TMT Multiplexing Workflow

TMT multiplexing workflows set the standard for accurate and precise proteomic quantitation, combining advanced multiplexed labeling with high-resolution mass spectrometry. Using isobaric chemical tags, peptides from different samples are chemically identical during chromatographic separation and MS1 detection, eliminating variability caused by retention time shifts or ionization efficiency.

During fragmentation, reporter ions are released and measured with exceptional mass accuracy using state-of-the-art Orbitrap mass spectrometers. This ensures reliable differentiation between closely spaced reporter masses. Advanced acquisition strategies, such as SPS MS³ with Real-Time Search, further minimize ratio compression and interference, guaranteeing that measured intensities accurately reflect true biological differences. With the ability to quantify up to 35 samples in a single experiment, TMT workflows deliver robust, reproducible results. This level of precision provides the confidence and statistical power required for large-scale comparative proteomics, empowering researchers to uncover meaningful biological insights.

Quantitative accuracy of TMT multiplexing workflow. Quantification of protein standards in HeLa proteome background. Six protein digest standard (equimolar) was spiked into a background of HeLa cell lysate digest at 100, 200, 400, and 800 fmol per μg of HeLa digest. Samples were labeled with TMTpro 32plex reagents, pooled in equal amounts, and analyzed using ral-time search with SPS MS³ acquisition method. Quantification of β-galactosidase is shown.

Quantitative precision of TMT multiplexing workflow. The violin plot on the right shows the distribution of coefficients of variation (CVs) for TMT protein quantification using real-time search–based SPS MS³. The violin plot corresponds to ratio group of the two-proteome model shown on the left. Narrower violin widths and tighter distributions indicates quantitative precision across replicates.

TMT multiplexing workflow is a powerful tool for simultaneous identification and quantitation of proteins in multiple sample sets. The multiplexed quantification workflows enable the analysis of up to 35 samples in a single LC-MS experiment.

Multiplexing 35 samples in a single analysis. In a TMT multiplexing quantitation experiments, different isobaric tags label various systemic conditions, and all samples are mixed and analyzed in a single LC-MS experiment. The tags have identical chemical properties, causing all peptides from different TMT-labeled samples to co-elute during LC separation and be detected as a single precursor ion peak in the mass spectrometer. Fragmentation generates unique reporter ions for each condition, allowing peptide identification and quantitation by comparing their intensities.

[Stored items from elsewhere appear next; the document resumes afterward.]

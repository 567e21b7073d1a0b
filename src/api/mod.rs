//! REST API over a simulated scenario.
//!
//! Endpoints:
//! - `GET /summary` — monthly table and payback of the loaded scenario
//! - `GET /detail` — hourly trace of the detail month, optional `from`/`to`
//! - `POST /simulate` — simulates a scenario sent as JSON and returns the result

mod handlers;
mod types;

use std::io;
use std::net::SocketAddr;
use std::sync::Arc;

use axum::Router;
use axum::routing::{get, post};
use tracing::info;

use crate::config::ScenarioConfig;
use crate::error::ValidationError;
use crate::sim::runner::{Projection, SimulationOutput};

/// Immutable application state shared across all request handlers.
///
/// Built once from the scenario simulated at startup and wrapped in `Arc`.
/// `POST /simulate` does not replace it.
pub struct AppState {
    /// Scenario the state was simulated from.
    pub scenario: ScenarioConfig,
    pub output: SimulationOutput,
    pub projection: Projection,
}

impl AppState {
    /// Simulates `scenario` and keeps the result.
    ///
    /// # Errors
    ///
    /// Returns the scenario's first [`ValidationError`].
    pub fn from_scenario(scenario: ScenarioConfig) -> Result<Self, ValidationError> {
        let output = scenario.run()?;
        let projection = output.projection(scenario.economics.installation_cost);
        Ok(Self {
            scenario,
            output,
            projection,
        })
    }
}

/// Builds the axum router with all API routes.
pub fn router(state: Arc<AppState>) -> Router {
    Router::new()
        .route("/summary", get(handlers::get_summary))
        .route("/detail", get(handlers::get_detail))
        .route("/simulate", post(handlers::post_simulate))
        .with_state(state)
}

/// Binds to the given address and serves the API until the server stops.
///
/// # Errors
///
/// Returns an `io::Error` if the listener cannot bind or the server fails.
pub async fn serve(state: Arc<AppState>, addr: SocketAddr) -> io::Result<()> {
    let app = router(state);
    let listener = tokio::net::TcpListener::bind(addr).await?;
    info!("API server listening on http://{addr}");
    axum::serve(listener, app).await
}
use std::f64::consts::PI;

use super::types::ShapeTemplate;

/// Half-sine solar bell between sunrise and sunset.
///
/// Weight is `sin((h - sunrise) * PI / (sunset - sunrise))` for hours strictly
/// between `sunrise` and `sunset`, zero elsewhere. The default bell spans
/// 07:00 to 20:00, so generation runs from 08:00 through 19:00.
#[derive(Debug, Clone, Copy, PartialEq)]
pub struct SolarBell {
    /// Hour at which the bell starts (exclusive).
    pub sunrise_hour: usize,
    /// Hour at which the bell ends (exclusive).
    pub sunset_hour: usize,
}

impl Default for SolarBell {
    fn default() -> Self {
        Self {
            sunrise_hour: 7,
            sunset_hour: 20,
        }
    }
}

impl SolarBell {
    /// Creates a bell over `(sunrise_hour, sunset_hour)`.
    ///
    /// # Panics
    ///
    /// Panics if `sunrise_hour >= sunset_hour` or `sunset_hour > 24`.
    pub fn new(sunrise_hour: usize, sunset_hour: usize) -> Self {
        assert!(sunrise_hour < sunset_hour && sunset_hour <= 24);
        Self {
            sunrise_hour,
            sunset_hour,
        }
    }
}

impl ShapeTemplate for SolarBell {
    fn weight(&self, hour_of_day: usize) -> f64 {
        if hour_of_day > self.sunrise_hour && hour_of_day < self.sunset_hour {
            let span = (self.sunset_hour - self.sunrise_hour) as f64;
            ((hour_of_day as f64 - self.sunrise_hour as f64) * PI / span).sin()
        } else {
            0.0
        }
    }

    fn name(&self) -> &'static str {
        "solar_bell"
    }
}

#[cfg(test)]
mod tests {
    use super::*;

    #[test]
    fn zero_outside_daylight() {
        let bell = SolarBell::default();
        for hour in (0..=7).chain(20..24) {
            assert_eq!(bell.weight(hour), 0.0, "hour {hour}");
        }
    }

    #[test]
    fn positive_during_daylight() {
        let bell = SolarBell::default();
        for hour in 8..20 {
            assert!(bell.weight(hour) > 0.0, "hour {hour}");
        }
    }

    #[test]
    fn symmetric_around_midday() {
        let bell = SolarBell::default();
        assert!((bell.weight(10) - bell.weight(17)).abs() < 1e-12);
        assert!(bell.weight(13) > bell.weight(9));
    }

    #[test]
    #[should_panic]
    fn inverted_bell_panics() {
        SolarBell::new(20, 7);
    }
}
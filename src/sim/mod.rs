//! Battery dispatch simulation over synthesized months.

/// Battery state of charge with clamped charge and discharge.
pub mod battery;
/// Hour clock over the representative month.
pub mod clock;
pub mod engine;
pub mod kpi;
pub mod policy;
pub mod runner;
pub mod types;

pub use engine::{Dispatcher, MonthRun};
pub use runner::{HourlyDetail, Projection, SimulationOutput, simulate};
pub use types::{BatteryParams, MonthlyBillingRecord, SimulationParams};
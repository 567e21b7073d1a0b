use serde::{Deserialize, Serialize};

use super::types::ShapeTemplate;

/// An hour-of-day range `[start, end)` and the weight it carries.
#[derive(Debug, Clone, Copy, PartialEq)]
pub struct WeightBucket {
    pub start_hour: usize,
    pub end_hour: usize,
    pub weight: f64,
}

const fn bucket(start_hour: usize, end_hour: usize, weight: f64) -> WeightBucket {
    WeightBucket {
        start_hour,
        end_hour,
        weight,
    }
}

/// Hospitality day: quiet night, lunch peak, busy dinner service.
const HOSPITALITY: [WeightBucket; 5] = [
    bucket(0, 8, 0.4),
    bucket(8, 12, 0.8),
    bucket(12, 17, 2.0),
    bucket(17, 20, 0.8),
    bucket(20, 24, 1.2),
];

/// Same day with the lighter evening weight of the earlier estimate.
const HOSPITALITY_LEGACY: [WeightBucket; 5] = [
    bucket(0, 8, 0.4),
    bucket(8, 12, 0.8),
    bucket(12, 17, 2.0),
    bucket(17, 20, 0.8),
    bucket(20, 24, 1.0),
];

/// Named consumption weight sets.
#[derive(Debug, Clone, Copy, Default, PartialEq, Eq, Serialize, Deserialize, clap::ValueEnum)]
#[serde(rename_all = "snake_case")]
pub enum ConsumptionShape {
    /// Canonical weights `[0.4, 0.8, 2.0, 0.8, 1.2]`.
    #[default]
    Hospitality,
    /// Earlier weights `[0.4, 0.8, 2.0, 0.8, 1.0]`.
    HospitalityLegacy,
}

impl ConsumptionShape {
    /// Returns the template for this weight set.
    pub fn template(self) -> ConsumptionTemplate {
        match self {
            Self::Hospitality => ConsumptionTemplate::hospitality(),
            Self::HospitalityLegacy => ConsumptionTemplate::hospitality_legacy(),
        }
    }
}

/// Piecewise-constant consumption shape over the day.
///
/// Hours not covered by any bucket weigh zero.
#[derive(Debug, Clone, PartialEq)]
pub struct ConsumptionTemplate {
    name: &'static str,
    buckets: Vec<WeightBucket>,
}

impl ConsumptionTemplate {
    /// Creates a template from hour buckets.
    ///
    /// # Panics
    ///
    /// Panics if a bucket is empty, extends past hour 24, overlaps the
    /// previous one, or carries a negative weight.
    pub fn new(name: &'static str, buckets: Vec<WeightBucket>) -> Self {
        let mut previous_end = 0;
        for b in &buckets {
            assert!(b.start_hour < b.end_hour && b.end_hour <= 24);
            assert!(b.start_hour >= previous_end, "buckets must be ordered");
            assert!(b.weight >= 0.0);
            previous_end = b.end_hour;
        }
        Self { name, buckets }
    }

    /// The canonical hospitality template.
    pub fn hospitality() -> Self {
        Self::new("hospitality", HOSPITALITY.to_vec())
    }

    /// The hospitality template with the lighter evening weight.
    pub fn hospitality_legacy() -> Self {
        Self::new("hospitality_legacy", HOSPITALITY_LEGACY.to_vec())
    }
}

impl ShapeTemplate for ConsumptionTemplate {
    fn weight(&self, hour_of_day: usize) -> f64 {
        self.buckets
            .iter()
            .find(|b| (b.start_hour..b.end_hour).contains(&hour_of_day))
            .map_or(0.0, |b| b.weight)
    }

    fn name(&self) -> &'static str {
        self.name
    }
}
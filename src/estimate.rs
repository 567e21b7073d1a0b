//! Daily-average quick estimate, used as a sanity check next to the hourly simulation.
//!
//! Each month is collapsed into one average day: the battery stores that
//! day's surplus (up to its capacity), returns it with the round-trip loss,
//! and offsets at most the day's grid consumption at the average purchase
//! price. No hourly timing, no power limit and no arbitrage.

use serde::Serialize;

use crate::error::ValidationError;
use crate::profile::{ProfileSynthesizer, SolarBell};
use crate::sim::clock::DAYS_PER_MONTH;
use crate::sim::types::{BatteryParams, MonthlyBillingRecord, SimulationParams};

/// Average-day result for one billing period.
#[derive(Debug, Clone, PartialEq, Serialize)]
pub struct DailyAverageEstimate {
    pub label: String,
    /// Surplus stored per day, before losses (kWh).
    pub stored_kwh_per_day: f64,
    /// Stored energy actually used against consumption per day (kWh).
    pub usable_kwh_per_day: f64,
    /// Purchase price the usable energy is valued at.
    pub average_price: f64,
    pub daily_savings: f64,
    pub monthly_savings: f64,
}

/// Estimates one month from its averages.
///
/// # Arguments
///
/// * `record` - The billing period
/// * `battery` - Only capacity and efficiency are used
/// * `sale_price` - Export revenue foregone per stored kWh
/// * `average_price` - Purchase price for the avoided consumption
pub fn daily_average_estimate(
    record: &MonthlyBillingRecord,
    battery: &BatteryParams,
    sale_price: f64,
    average_price: f64,
) -> DailyAverageEstimate {
    let days = DAYS_PER_MONTH as f64;
    let stored = (record.surplus_kwh / days).min(battery.capacity_kwh);
    let usable = (stored * battery.round_trip_efficiency).min(record.consumption_kwh / days);
    let daily_savings = usable * average_price - stored * sale_price;

    DailyAverageEstimate {
        label: record.label.clone(),
        stored_kwh_per_day: stored,
        usable_kwh_per_day: usable,
        average_price,
        daily_savings,
        monthly_savings: daily_savings * days,
    }
}

/// Estimates every record, pricing consumption at the synthesized profile's
/// consumption-weighted mean price.
///
/// # Errors
///
/// Returns the first [`ValidationError`] in the parameters or records.
pub fn estimate_all(
    records: &[MonthlyBillingRecord],
    params: &SimulationParams,
) -> Result<Vec<DailyAverageEstimate>, ValidationError> {
    params.validate()?;
    let synthesizer =
        ProfileSynthesizer::new(params.consumption_shape.template(), SolarBell::default());

    records
        .iter()
        .map(|record| {
            record.validate()?;
            let average_price = synthesizer
                .synthesize(record)
                .mean_purchase_price()
                .unwrap_or(record.peak_price);
            Ok(daily_average_estimate(
                record,
                &params.battery,
                params.sale_price_for(record),
                average_price,
            ))
        })
        .collect()
}

#[cfg(test)]
mod tests {
    use super::*;
    use approx::assert_relative_eq;

    #[test]
    fn surplus_limited_month() {
        let record = MonthlyBillingRecord::new("Mar-Abr", 2955.0, 1940.0, 0.092, 0.129);
        let est = daily_average_estimate(&record, &BatteryParams::default(), 0.10, 0.115);
        // 1940 / 30 = 64.67 kWh stored, 58.2 usable, below 98.5 consumed
        assert_relative_eq!(est.stored_kwh_per_day, 1940.0 / 30.0, epsilon = 1e-12);
        assert_relative_eq!(est.usable_kwh_per_day, 1940.0 / 30.0 * 0.9, epsilon = 1e-12);
        let daily = 1940.0 / 30.0 * 0.9 * 0.115 - 1940.0 / 30.0 * 0.10;
        assert_relative_eq!(est.daily_savings, daily, epsilon = 1e-12);
        assert_relative_eq!(est.monthly_savings, daily * 30.0, epsilon = 1e-9);
    }

    #[test]
    fn capacity_caps_daily_storage() {
        let record = MonthlyBillingRecord::new("big", 9000.0, 6000.0, 0.1, 0.2);
        let est = daily_average_estimate(&record, &BatteryParams::default(), 0.10, 0.15);
        assert_eq!(est.stored_kwh_per_day, 100.0);
    }

    #[test]
    fn consumption_caps_usable_energy() {
        let record = MonthlyBillingRecord::new("idle", 300.0, 1500.0, 0.1, 0.2);
        let est = daily_average_estimate(&record, &BatteryParams::default(), 0.10, 0.15);
        assert_relative_eq!(est.usable_kwh_per_day, 10.0, epsilon = 1e-12);
    }

    #[test]
    fn estimate_all_uses_profile_mean_price() {
        let records = [MonthlyBillingRecord::new("Mar-Abr", 2955.0, 1940.0, 0.092, 0.129)];
        let estimates = estimate_all(&records, &SimulationParams::default()).unwrap();
        let price = estimates[0].average_price;
        assert!(price > 0.092 && price < 0.129, "mean price {price}");
    }

    #[test]
    fn estimate_all_rejects_invalid_record() {
        let records = [MonthlyBillingRecord::new("bad", -1.0, 10.0, 0.1, 0.2)];
        assert!(estimate_all(&records, &SimulationParams::default()).is_err());
    }
}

Proteomics analysis by mass spectrometry often requires small sample amounts due to the limited availability of biological materials like tissues or cell cultures. The TMT multiplexing workflow is highly sensitive, allowing for the detection and analysis of proteins at very low concentrations. Advances in Thermo Scientific Orbitrap mass spectrometers have significantly improved the efficiency and accuracy of proteomic analyses, enabling meaningful results from minimal sample quantities, down to low picogram levels or even from single cells.

Single-cell proteomics using TMT multiplexing. Protein groups identified from 16 different single Hela cell in a single LC-MS analysis.